Nwoya, Uganda | THE INDEPENDENT | Veterinary officials in Nwoya district are investigating the suspected outbreak of Foot and Mouth Disease-FMD. Suspected cases of the highly viral animal disease were reportedly registered at a livestock farm in Nyamokino parish, Lungulu sub-county, according to local officials.
Alfred Kilama, the Nwoya District Agricultural Officer told Uganda Radio Network in an interview Wednesday that samples from cattle suspected to have been infected have already been picked for testing. “We got the alarms of the suspected outbreak of FMD at a farm in Nyamokino parish, our district veterinary officer has already picked the samples for testing and we expect to get the results soon,” said Kilama.
He notes that in the meantime, the district has made plans to roll out the mass vaccination of animals in the area where the suspected cases have been reported to prevent it from spreading in case the samples test positive.

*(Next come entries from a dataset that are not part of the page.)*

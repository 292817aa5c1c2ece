//! Recognizer engine abstraction.
//!
//! The decode engine is an external collaborator. The stream loop consumes
//! exactly this surface: create a session, feed samples, read the partial
//! decode, and finalize into ranked candidates. Engine failures propagate
//! untouched; the adapter never retries.

mod cache;

#[cfg(test)]
pub(crate) mod scripted;

pub use cache::EngineCache;

use anyhow::Result;

/// Number of ranked hypotheses requested when a decode session is closed.
pub const MAX_CANDIDATES: usize = 5;

/// A loaded recognizer model, shared across utterances for one language.
///
/// Engines are held behind `Arc` by the cache and hand out one decode
/// session per utterance. The session is exclusively owned by the utterance
/// worker for its whole lifetime.
pub trait RecognizerEngine: Send + Sync + 'static {
    type Session: DecodeSession;

    /// The engine's native decode sample rate in Hz. Frames pushed at a
    /// different rate are resampled before being fed.
    fn sample_rate(&self) -> u32;

    /// Open a fresh incremental decode session.
    fn create_session(&self) -> Result<Self::Session>;
}

/// One incremental decode in progress.
pub trait DecodeSession: Send + 'static {
    /// Feed decoded 16-bit samples to the incremental decoder.
    fn feed(&mut self, samples: &[i16]) -> Result<()>;

    /// The engine's current best-guess transcript for the audio so far.
    fn partial_decode(&mut self) -> Result<String>;

    /// Close the session and return up to `max_candidates` hypotheses,
    /// best first.
    fn finalize_with_candidates(self, max_candidates: usize) -> Result<Vec<Candidate>>;
}

/// One ranked transcript hypothesis: the sequence of tokens the decoder
/// recognized.
#[derive(Debug, Clone, PartialEq, Eq)]
pub struct Candidate {
    tokens: Vec<String>,
}

impl Candidate {
    pub fn new(tokens: Vec<String>) -> Self {
        Self { tokens }
    }

    /// The candidate's text: tokens concatenated, surrounding whitespace
    /// trimmed.
    pub fn text(&self) -> String {
        self.tokens.concat().trim().to_string()
    }
}
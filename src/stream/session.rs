//! One utterance capture session.
//!
//! The producer (host) pushes raw PCM chunks into a bounded channel; a
//! dedicated consumer task owns the decode session and processes frames one
//! at a time. The consumer exits when the endpoint deadline passes, when it
//! receives the empty sentinel chunk, or when the producer goes away, and
//! reports its result through a oneshot exactly once.

use std::time::Instant;

use tokio::sync::{mpsc, oneshot};
use tracing::debug;

use crate::audio::{AudioFrame, FrameResampler};
use crate::engine::{DecodeSession, MAX_CANDIDATES, RecognizerEngine};
use crate::error::SttError;

use super::endpoint::EndpointDetector;
use super::ranker::{Transcription, rank_candidates};

/// Frames buffered between producer and consumer before pushes await.
const FRAME_QUEUE_DEPTH: usize = 32;

type UtteranceResult = Result<Option<Transcription>, SttError>;

/// Handle to an in-flight utterance.
///
/// Dropping the handle closes the channel; the worker then finalizes and
/// its result is discarded.
pub struct UtteranceStream {
    frames: mpsc::Sender<Vec<u8>>,
    result: oneshot::Receiver<UtteranceResult>,
}

impl UtteranceStream {
    /// Open a decode session on `engine` and spawn the consumer task.
    ///
    /// `host_sample_rate` is the rate of the chunks the producer will push;
    /// when it differs from the engine's native rate a resampler is placed
    /// in front of the decoder.
    ///
    /// # Errors
    /// Fails when the engine cannot open a session or the rate pair is not
    /// resamplable.
    pub fn spawn<E: RecognizerEngine>(engine: &E, host_sample_rate: u32) -> Result<Self, SttError> {
        Self::spawn_with_detector(engine, host_sample_rate, EndpointDetector::new(Instant::now()))
    }

    pub(crate) fn spawn_with_detector<E: RecognizerEngine>(
        engine: &E,
        host_sample_rate: u32,
        detector: EndpointDetector,
    ) -> Result<Self, SttError> {
        let session = engine.create_session().map_err(SttError::Engine)?;

        let resampler = if host_sample_rate != engine.sample_rate() {
            debug!("resampling host audio {} Hz -> engine {} Hz", host_sample_rate, engine.sample_rate());
            Some(FrameResampler::new(host_sample_rate, engine.sample_rate()).map_err(|e| SttError::Config(e.to_string()))?)
        } else {
            None
        };

        let (frame_tx, frame_rx) = mpsc::channel(FRAME_QUEUE_DEPTH);
        let (result_tx, result_rx) = oneshot::channel();

        tokio::spawn(async move {
            let outcome = consume_frames(session, resampler, detector, frame_rx).await;
            // The single completion signal for this utterance, on every exit
            // path: deadline, sentinel, closed channel, or engine error.
            let _ = result_tx.send(outcome);
        });

        Ok(Self { frames: frame_tx, result: result_rx })
    }

    /// Push one PCM chunk. An empty chunk asks the worker to stop.
    ///
    /// Chunks pushed after the endpoint already closed the utterance are
    /// dropped silently; the result is picked up via [`finish`].
    ///
    /// [`finish`]: UtteranceStream::finish
    pub async fn push(&self, chunk: Vec<u8>) -> Result<(), SttError> {
        if self.frames.send(chunk).await.is_err() {
            debug!("frame dropped, utterance already finalized");
        }
        Ok(())
    }

    /// Request termination and wait for the utterance result.
    ///
    /// `Ok(None)` is the "no result" outcome (silence, empty decode).
    /// Engine errors raised during the stream surface here.
    pub async fn finish(self) -> Result<Option<Transcription>, SttError> {
        // Sentinel; the worker may already be gone, which is fine
        let _ = self.frames.send(Vec::new()).await;
        drop(self.frames);
        self.result.await.map_err(|_| SttError::StreamClosed)?
    }
}

/// The consumer loop: feed, decode, endpoint-check, finalize.
async fn consume_frames<S: DecodeSession>(
    mut session: S,
    mut resampler: Option<FrameResampler>,
    mut detector: EndpointDetector,
    mut frames: mpsc::Receiver<Vec<u8>>,
) -> UtteranceResult {
    loop {
        let Some(chunk) = frames.recv().await else {
            debug!("producer went away, closing utterance");
            break;
        };
        if chunk.is_empty() {
            debug!("stop sentinel received, closing utterance");
            break;
        }

        let frame = AudioFrame::from_le_bytes(&chunk)?;
        let now = Instant::now();

        // Endpoint statistics are taken on the frame as pushed by the host;
        // the decoder gets the engine-rate samples.
        match resampler.as_mut() {
            Some(resampler) => {
                if let Some(native) = resampler.process(frame.samples()) {
                    session.feed(&native).map_err(SttError::Engine)?;
                }
            }
            None => session.feed(frame.samples()).map_err(SttError::Engine)?,
        }

        let partial = session.partial_decode().map_err(SttError::Engine)?;

        if detector.observe(&frame, &partial, now) {
            debug!("endpoint deadline passed, closing utterance");
            break;
        }
    }

    let candidates = session.finalize_with_candidates(MAX_CANDIDATES).map_err(SttError::Engine)?;
    debug!("decoder produced {} candidate(s)", candidates.len());

    Ok(rank_candidates(candidates, detector.voice_activity()))
}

Kilama says they have so far received 8,000 vials of FMD vaccines from the Ministry of Agriculture, Animal Industry, and Fisheries, but notes that they are yet to receive syringes for conducting the vaccination.
According to Kilama, although no death has been reported, they have decided to conduct thorough investigations to establish facts since some farmers could be hoarding information with the intention of making sales during the festive season.
“Some farmers fear that if they disclose information about the death of animals, there could be a ban on sales and movement of animals, which will affect their businesses ahead of Christmas. We shall not hesitate to impose quarantine if the results turn out positive,” said Kilama.
Dr. Isiah Odokorach, the Nwoya District Veterinary Officer says 50 cattle from the kraal have presented FMD symptoms. He says they picked samples from 20 cattle for testing, which will be delivered to MAAIF to ascertain whether they are positive for the disease.
Denis Atube, the Lungulu sub-county LC3 chairperson says the illegal entry of animals in the area brought by pastoralists has made animals susceptible to strange diseases. Abe notes that many cattle are being transported into the sub-county without verification by the local leaders or the veterinary officers since they allegedly belong to top security officials in the country.
“It’s very possible that the entry of these cattle illegally is contributing to the spread of animal diseases in our sub-county, they are brought at night and under military or police escort,” Atube told Uganda Radio Network in an interview Wednesday.
In July last year, MAAIF imposed a quarantine restricting the movement of animals to and outside of Nwoya District following an outbreak of FMD that killed more than 20 cattle in Purongo and Anaka sub counties. The quarantine was lifted in January this year after the cases were reportedly suppressed.